Defesa contra predadores sexuais

O perigo espreita a cada esquina. A população estudantil, pela sua juventude, é particularmente vulnerável. São por demais conhecidas situações de assédio sexual, provocações na via pública, perseguições e até mesmo agressões graves. A Oficina de Jornalismo foi falar com Raúl Vasconcelos, agente da esquadra da PSP de Massamá, que nos deu a conhecer várias medidas de precaução que devemos adotar:

Oficina de Jornalismo – O que devemos fazer quando nos sentimos assediados no âmbito escolar?

Raúl Vasconcelos – Primeiramente, terão sempre de reportar a situação à direção da escola e aí a direção é que toma a iniciativa de contactar a PSP. Caso seja alguém fora da escola já nos podem contactar, pois nesses casos temos liberdade de ação em termos de competência para intervenção direta.

As crianças normalmente têm medo de falar.
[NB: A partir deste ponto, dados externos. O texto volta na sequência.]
/// Explicit per-request season context; nothing here is global.
#[derive(Debug, Clone, Copy)]
pub struct QueryContext<'a> {
    pub index: &'a SeasonIndex,
    pub selected_season: &'a str,
}

#[derive(Debug, Clone, Serialize)]
pub struct ClassifiedQuery {
    /// Season the query was validated against (and should run on).
    pub season: String,
    /// True when the utterance named a season other than the selected one.
    pub season_override: bool,
    pub query: ValidatedQuery,
}

#[derive(Debug, Clone, Serialize)]
#[serde(tag = "kind", rename_all = "snake_case")]
pub enum ClassifierResult {
    Structured(ClassifiedQuery),
    Clarify {
        question: String,
        season: String,
        candidates: Vec<QuerySpec>,
    },
    OutOfScope {
        reason: String,
        #[serde(skip_serializing_if = "Option::is_none")]
        category: Option<ScopeCategory>,
        suggestions: Vec<String>,
    },
}

/// Maps free text to a structured request. The rule-based implementation below is one
/// strategy; the validator and aggregator never depend on how classification happens.
pub trait QueryClassifier {
    fn classify(&self, utterance: &str, ctx: &QueryContext<'_>) -> ClassifierResult;
}

#[derive(Debug, Clone, Copy, PartialEq, Eq, PartialOrd, Ord)]
enum Strength {
    None,
    Weak,
    Strong,
}

#[derive(Debug, Clone, Copy, PartialEq, Eq)]
enum Chart {
    Leaderboard,
    Scatter,
    Compare,
}

#[derive(Debug, Clone, Copy, PartialEq, Eq)]
enum OrderWord {
    Better,
    Worse,
    Highest,
    Lowest,
}

static METRIC_PHRASES: Lazy<Vec<(Vec<&'static str>, Metric)>> = Lazy::new(|| {
    let table: &[(&str, Metric)] = &[
        ("net rating", Metric::NetRtg),
        ("net ratings", Metric::NetRtg),
        ("net rtg", Metric::NetRtg),
        ("net_rtg", Metric::NetRtg),
        ("netrtg", Metric::NetRtg),
        ("point differential", Metric::NetRtg),
        ("plus minus", Metric::NetRtg),
        ("plus-minus", Metric::NetRtg),
        ("offensive rating", Metric::ORtg),
        ("offensive ratings", Metric::ORtg),
        ("off rating", Metric::ORtg),
        ("off rtg", Metric::ORtg),
        ("ortg", Metric::ORtg),
        ("offense", Metric::ORtg),
        ("offenses", Metric::ORtg),
        ("offensive", Metric::ORtg),
        ("defensive rating", Metric::DRtg),
        ("defensive ratings", Metric::DRtg),
        ("def rating", Metric::DRtg),
        ("def rtg", Metric::DRtg),
        ("drtg", Metric::DRtg),
        ("defense", Metric::DRtg),
        ("defenses", Metric::DRtg),
        ("defensive", Metric::DRtg),
        ("points allowed", Metric::DRtg),
        ("pace", Metric::Pace),
        ("tempo", Metric::Pace),
        ("points per game", Metric::Ppg),
        ("ppg", Metric::Ppg),
        ("scoring", Metric::Ppg),
        ("points", Metric::Ppg),
        ("effective field goal percentage", Metric::EfgPct),
        ("effective field goal", Metric::EfgPct),
        ("effective fg", Metric::EfgPct),
        ("efg", Metric::EfgPct),
        ("true shooting percentage", Metric::TsPct),
        ("true shooting", Metric::TsPct),
        ("ts", Metric::TsPct),
        ("assist rate", Metric::AstRate),
        ("ast rate", Metric::AstRate),
        ("ast_rate", Metric::AstRate),
        ("assists", Metric::AstRate),
        ("assist", Metric::AstRate),
        ("turnover rate", Metric::TovRate),
        ("tov rate", Metric::TovRate),
        ("tov_rate", Metric::TovRate),
        ("turnovers", Metric::TovRate),
        ("turnover", Metric::TovRate),
        ("tov", Metric::TovRate),
    ];
    let mut out: Vec<(Vec<&'static str>, Metric)> = table
        .iter()
        .map(|(phrase, metric)| (phrase.split(' ').collect(), *metric))
        .collect();
    out.sort_by(|a, b| b.0.len().cmp(&a.0.len()));
    out
});

const RANKING_WORDS: &[&str] = &[
    "top", "best", "worst", "bottom", "rank", "ranked", "ranking", "rankings", "leaderboard",
    "leaders", "leader", "highest", "lowest", "most", "fewest", "least",
];
const SCATTER_WORDS: &[&str] = &["scatter", "plot", "landscape"];
const COMPARE_WORDS: &[&str] = &["compare", "comparison", "vs", "versus", "head-to-head", "matchup"];
const SEASON_WINDOW_PHRASES: &[&str] = &["this season", "full season", "whole season", "season-long", "ytd", "to date"];
mod common;

use chrono::{Duration, Utc};
use rusqlite::Connection;

use common::{SEASON, synthetic_rows};
use nba_lens::season_index::is_stale;
use nba_lens::season_store::{init_schema, list_seasons, load_index, load_season_rows, upsert_season};

fn memory_db() -> Connection {
    let conn = Connection::open_in_memory().expect("in-memory sqlite");
    init_schema(&conn).expect("schema");
    conn
}

#[test]
fn stored_rows_load_back_unchanged() {
    let mut conn = memory_db();
    let mut rows = synthetic_rows(SEASON, 4);
    let summary = upsert_season(&mut conn, SEASON, &rows, Some("fixture")).expect("upsert");
    assert_eq!(summary.rows_written, rows.len());

    let mut loaded = load_season_rows(&conn, SEASON).expect("load");
    let key = |r: &nba_lens::dataset::TeamGameRow| (r.game_date, r.game_id.clone(), r.team_id);
    rows.sort_by_key(key);
    loaded.sort_by_key(key);
    assert_eq!(loaded, rows);
}

#[test]
fn upsert_replaces_the_whole_season() {
    let mut conn = memory_db();
    upsert_season(&mut conn, SEASON, &synthetic_rows(SEASON, 4), None).expect("first upsert");
    upsert_season(&mut conn, SEASON, &synthetic_rows(SEASON, 2), None).expect("second upsert");

    let loaded = load_season_rows(&conn, SEASON).expect("load");
    assert_eq!(loaded.len(), 12 * 2);

    let seasons = list_seasons(&conn).expect("list");
    assert_eq!(seasons.len(), 1);
    assert_eq!(seasons[0].row_count, 24);
    assert_eq!(seasons[0].source, None);
}

#[test]
fn index_holds_every_stored_season() {
    let mut conn = memory_db();
    upsert_season(&mut conn, "2022-23", &synthetic_rows("2022-23", 3), None).expect("2022-23");
    upsert_season(&mut conn, SEASON, &synthetic_rows(SEASON, 5), None).expect("2023-24");

    let listed: Vec<String> = list_seasons(&conn)
        .expect("list")
        .into_iter()
        .map(|s| s.season)
        .collect();
    assert_eq!(listed, vec!["2023-24", "2022-23"]);

    let index = load_index(&conn).expect("index");
    assert_eq!(index.seasons(), vec!["2023-24", "2022-23"]);
    assert_eq!(index.latest_season(), Some("2023-24"));

    let dataset = index.snapshot(SEASON).expect("snapshot");
    assert_eq!(dataset.team_count(), 12);
    assert_eq!(dataset.rows().len(), 12 * 5);
    assert!(dataset.unpaired_games().is_empty());

    let entry = index.entry(SEASON).expect("entry");
    assert!(!entry.is_stale(chrono::Utc::now()));
    assert!(index.snapshot("1999-00").is_err());
}

#[test]
fn stored_and_indexed_seasons_share_the_staleness_rule() {
    let mut conn = memory_db();
    upsert_season(&mut conn, SEASON, &synthetic_rows(SEASON, 2), None).expect("upsert");
    let stored = list_seasons(&conn).expect("list");
    let index = load_index(&conn).expect("index");
    let entry = index.entry(SEASON).expect("indexed season");

    let now = Utc::now();
    assert!(!is_stale(stored[0].fetched_at, now));
    assert!(!entry.is_stale(now));

    let later = now + Duration::hours(25);
    assert!(is_stale(stored[0].fetched_at, later));
    assert!(entry.is_stale(later));
}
Como é que elas devem agir nessa situação?

Como devem imaginar, aqui na PSP não temos uma bola de cristal para adivinhar, portanto é necessário a criança ou jovem vir reportar o que aconteceu. Caso isso aconteça, a primeira coisa que fazemos é tentar perceber se podemos confiar nos progenitores. Quando tomamos conhecimento do que aconteceu, temos obrigatoriamente de avisar os tribunais.

Se uma pessoa estiver a andar na rua e sentir que está a ser assediada o que deve fazer?

Tem de tomar medidas de precaução. Primeiro nunca deve ir diretamente para casa mas sim voltar para a escola ou ir para o café mais próximo e pedir para ligar à PSP. Caso não estejam perto da escola ou de algum estabelecimento público devem gritar e pedir ajuda. Isso não só assusta o agressor, como motivará a intervenção de alguém que esteja a passar na zona.